Owner of firm's claim for unfair dismissal thrown out

The trial continues before Mr Justice Patrick McCarthy and a jury
The trial continues before Mr Justice Patrick McCarthy and a jury
Nicola Anderson

Nicola Anderson

A TRIBUNAL has thrown out an unfair dismissal claim by one of the Butterly brothers whose family owned the tragic Stardust niteclub – on the grounds that he was the sole owner of the company and not an employee.

The action was being taken against Patrick Butterly & Sons Ltd, which is in receivership, in conjunction with Patrick Butterly & Sons (Farms) Ltd.

However, Dublin solicitors firm Gartlan Furey, acting for the receivers, said it was "not clear" to them that Mr Butterly was an employee of the company.

They also claimed the position Mr Butterly held was made redundant once the receivership came into place.

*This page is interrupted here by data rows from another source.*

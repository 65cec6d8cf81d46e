//! Directed word graph with efficient edge handling
//!
//! Nodes live in an arena addressed by [`WordId`]; each node keeps an
//! FxHashMap from successor id to the number of times the pair was seen.
//! Edges are plain ids, so cycles and self-loops need no ownership tricks.

use crate::nlp::tokenizer::{normalize_word, Tokenizer};
use crate::types::WordId;
use rayon::prelude::*;
use rustc_hash::FxHashMap;

/// Token count below which [`build_graph_parallel`] stays sequential
pub const PARALLEL_THRESHOLD: usize = 1000;

/// A node in the word graph
#[derive(Debug, Clone)]
pub struct WordNode {
    /// The normalized word for this node
    pub word: String,
    /// Adjacency list: successor node ID -> number of observed adjacencies
    pub edges: FxHashMap<WordId, u32>,
}

impl WordNode {
    /// Create a new node
    pub fn new(word: impl Into<String>) -> Self {
        Self {
            word: word.into(),
            edges: FxHashMap::default(),
        }
    }

    /// Number of distinct successors
    pub fn out_degree(&self) -> usize {
        self.edges.len()
    }

    /// Check whether an edge to `target` exists
    pub fn has_edge_to(&self, target: WordId) -> bool {
        self.edges.contains_key(&target)
    }
}

/// A mutable directed graph of adjacent-word counts
#[derive(Debug, Clone)]
pub struct WordGraph {
    /// Maps normalized word -> node ID
    word_to_id: FxHashMap<String, WordId>,
    /// Node storage
    nodes: Vec<WordNode>,
}

impl Default for WordGraph {
    fn default() -> Self {
        Self::new()
    }
}

impl WordGraph {
    /// Create a new empty graph
    pub fn new() -> Self {
        Self {
            word_to_id: FxHashMap::default(),
            nodes: Vec::new(),
        }
    }

    /// Create a graph with pre-allocated capacity
    pub fn with_capacity(node_capacity: usize) -> Self {
        Self {
            word_to_id: FxHashMap::with_capacity_and_hasher(node_capacity, Default::default()),
            nodes: Vec::with_capacity(node_capacity),
        }
    }

    /// Build a graph from an ordered token sequence.
    ///
    /// Every consecutive pair becomes one `add_edge` call. A single token
    /// yields one isolated node, an empty sequence an empty graph.
    pub fn from_tokens<S: AsRef<str>>(tokens: &[S]) -> Self {
        let mut graph = Self::with_capacity(tokens.len() / 2);

        if let [only] = tokens {
            graph.get_or_create_node(only.as_ref());
        }
        for pair in tokens.windows(2) {
            graph.add_edge(pair[0].as_ref(), pair[1].as_ref());
        }

        trace_event!(
            debug,
            tokens = tokens.len(),
            nodes = graph.node_count(),
            edges = graph.edge_count(),
            "built word graph"
        );
        graph
    }

    /// Tokenize `text` with the default tokenizer and build its graph
    pub fn from_text(text: &str) -> Self {
        Self::from_tokens(&Tokenizer::new().tokenize(text))
    }

    /// Get or create a node for the given word, returning its ID
    ///
    /// The word is lowercased first, so `"The"` and `"the"` share a node.
    pub fn get_or_create_node(&mut self, word: &str) -> WordId {
        let word = normalize_word(word);
        if let Some(&id) = self.word_to_id.get(&word) {
            return id;
        }

        let id = self.nodes.len() as WordId;
        self.nodes.push(WordNode::new(word.clone()));
        self.word_to_id.insert(word, id);
        id
    }

    /// Record one more observation of `from` directly followed by `to`
    pub fn add_edge(&mut self, from: &str, to: &str) {
        let from_id = self.get_or_create_node(from);
        let to_id = self.get_or_create_node(to);
        self.increment_edge(from_id, to_id, 1);
    }

    /// Increment the weight of the edge `from -> to`
    ///
    /// If the edge doesn't exist, it's created with the given weight. Unknown
    /// ids are ignored. Self-loops are kept: "the the" is a real adjacency.
    pub fn increment_edge(&mut self, from: WordId, to: WordId, weight: u32) {
        if to as usize >= self.nodes.len() {
            return;
        }
        if let Some(node) = self.nodes.get_mut(from as usize) {
            let entry = node.edges.entry(to).or_insert(0);
            *entry = entry.saturating_add(weight);
        }
    }

    /// Get the number of nodes in the graph
    pub fn node_count(&self) -> usize {
        self.nodes.len()
    }

    /// Get the number of distinct directed edges
    pub fn edge_count(&self) -> usize {
        self.nodes.iter().map(|n| n.edges.len()).sum()
    }

    /// Sum of all edge weights (the number of adjacent pairs observed)
    pub fn total_weight(&self) -> u64 {
        self.nodes
            .iter()
            .flat_map(|n| n.edges.values())
            .map(|&w| u64::from(w))
            .sum()
    }

    /// Get a node by ID
    pub fn node(&self, id: WordId) -> Option<&WordNode> {
        self.nodes.get(id as usize)
    }

    /// Case-insensitive node lookup by word
    pub fn get_node(&self, word: &str) -> Option<&WordNode> {
        self.get_node_id(word).and_then(|id| self.node(id))
    }

    /// Case-insensitive node ID lookup by word
    pub fn get_node_id(&self, word: &str) -> Option<WordId> {
        self.word_to_id.get(&normalize_word(word)).copied()
    }

    /// Check whether a word is present
    pub fn contains(&self, word: &str) -> bool {
        self.get_node_id(word).is_some()
    }

    /// Get the word for a node ID
    pub fn word(&self, id: WordId) -> Option<&str> {
        self.nodes.get(id as usize).map(|n| n.word.as_str())
    }

    /// Weight of the edge `from -> to`, if both words and the edge exist
    pub fn edge_weight(&self, from: &str, to: &str) -> Option<u32> {
        let to_id = self.get_node_id(to)?;
        self.get_node(from)?.edges.get(&to_id).copied()
    }

    /// Successors of a node with their edge weights
    pub fn neighbors(&self, id: WordId) -> impl Iterator<Item = (WordId, u32)> + '_ {
        self.nodes
            .get(id as usize)
            .into_iter()
            .flat_map(|n| n.edges.iter().map(|(&t, &w)| (t, w)))
    }

    /// Number of distinct successors of a node (0 for unknown ids)
    pub fn out_degree(&self, id: WordId) -> usize {
        self.nodes.get(id as usize).map_or(0, WordNode::out_degree)
    }

    /// Iterate over all nodes
    pub fn nodes(&self) -> impl Iterator<Item = (WordId, &WordNode)> {
        self.nodes.iter().enumerate().map(|(i, n)| (i as WordId, n))
    }

    /// Iterate over all words in node-ID order
    pub fn words(&self) -> impl Iterator<Item = &str> {
        self.nodes.iter().map(|n| n.word.as_str())
    }

    /// Iterate over all edges as `(from, to, weight)`
    pub fn edges(&self) -> impl Iterator<Item = (&str, &str, u32)> {
        self.nodes.iter().flat_map(move |n| {
            n.edges
                .iter()
                .map(move |(&t, &w)| (n.word.as_str(), self.nodes[t as usize].word.as_str(), w))
        })
    }

    /// Check if the graph is empty
    pub fn is_empty(&self) -> bool {
        self.nodes.is_empty()
    }
}

/// Build a graph from tokens in parallel (for large documents)
///
/// Pair counts are accumulated per rayon split and merged, which is sound
/// because weight increments commute per ordered pair. Nodes are created in
/// token order first, so IDs and weights match [`WordGraph::from_tokens`].
pub fn build_graph_parallel<S: AsRef<str> + Sync>(tokens: &[S]) -> WordGraph {
    // For small documents, sequential is faster
    if tokens.len() < PARALLEL_THRESHOLD {
        return WordGraph::from_tokens(tokens);
    }

    let pair_counts: FxHashMap<(&str, &str), u32> = tokens
        .par_windows(2)
        .fold(FxHashMap::default, |mut counts, pair| {
            *counts
                .entry((pair[0].as_ref(), pair[1].as_ref()))
                .or_insert(0) += 1;
            counts
        })
        .reduce(FxHashMap::default, |mut merged, partial| {
            for (pair, count) in partial {
                *merged.entry(pair).or_insert(0) += count;
            }
            merged
        });

    let mut graph = WordGraph::with_capacity(tokens.len() / 2);
    for token in tokens {
        graph.get_or_create_node(token.as_ref());
    }
    for ((from, to), count) in pair_counts {
        let from_id = graph.get_or_create_node(from);
        let to_id = graph.get_or_create_node(to);
        graph.increment_edge(from_id, to_id, count);
    }

    trace_event!(
        debug,
        tokens = tokens.len(),
        nodes = graph.node_count(),
        edges = graph.edge_count(),
        "built word graph in parallel"
    );
    graph
}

Colm Butterly told an Employment Appeals Tribunal that he considered himself an employee of the company, having worked there since 1964 when he left school at the age of 17 until the receivership application.

He said the Butterly family company had started out as a small gardening firm before expanding into the entertainment and licensing business and, "latterly, property development and property rental".

Mr Butterly said he was a shareholder and director at the company and that at the time the receiver was appointed was owner of 100pc of the shares, having bought out his brother Eamon in 2008 when he had wanted to sell the firm in order to retire.


Mr Butterly explained that he had got into debt with AIB after he had bought his brother out.

The chairman of the tribunal said that "anyone with more than 15pc of the shares was not an employee," pointing out that he would have to be an employee in order to benefit from the legislation and qualify for unfair dismissal.

Speaking to the Irish Independent afterwards, Mr Butterly repeated that he had always regarded himself as an employee of the family firm.

"The thing that got my back up was that the receiver was appointed when I was out of the country," he said.

"The way things went, it was the wrong time to buy," he explained, of his buyout of his brother's stake.

"There's no point crying about it," he added, revealing that he would now take a look at "taking on the banks".

In 2004, the Patrick Butterly group had assets of over €10.9m in the form of shares owned in subsidiary companies.

In the mid-1990s, the interests of Patrick and Eileen Butterly and a number of their children in the group were bought out by Eamon and Colm.

The group owned the Butterly Business Park on the Kilmore Road in Artane, Dublin, where the Stardust was located.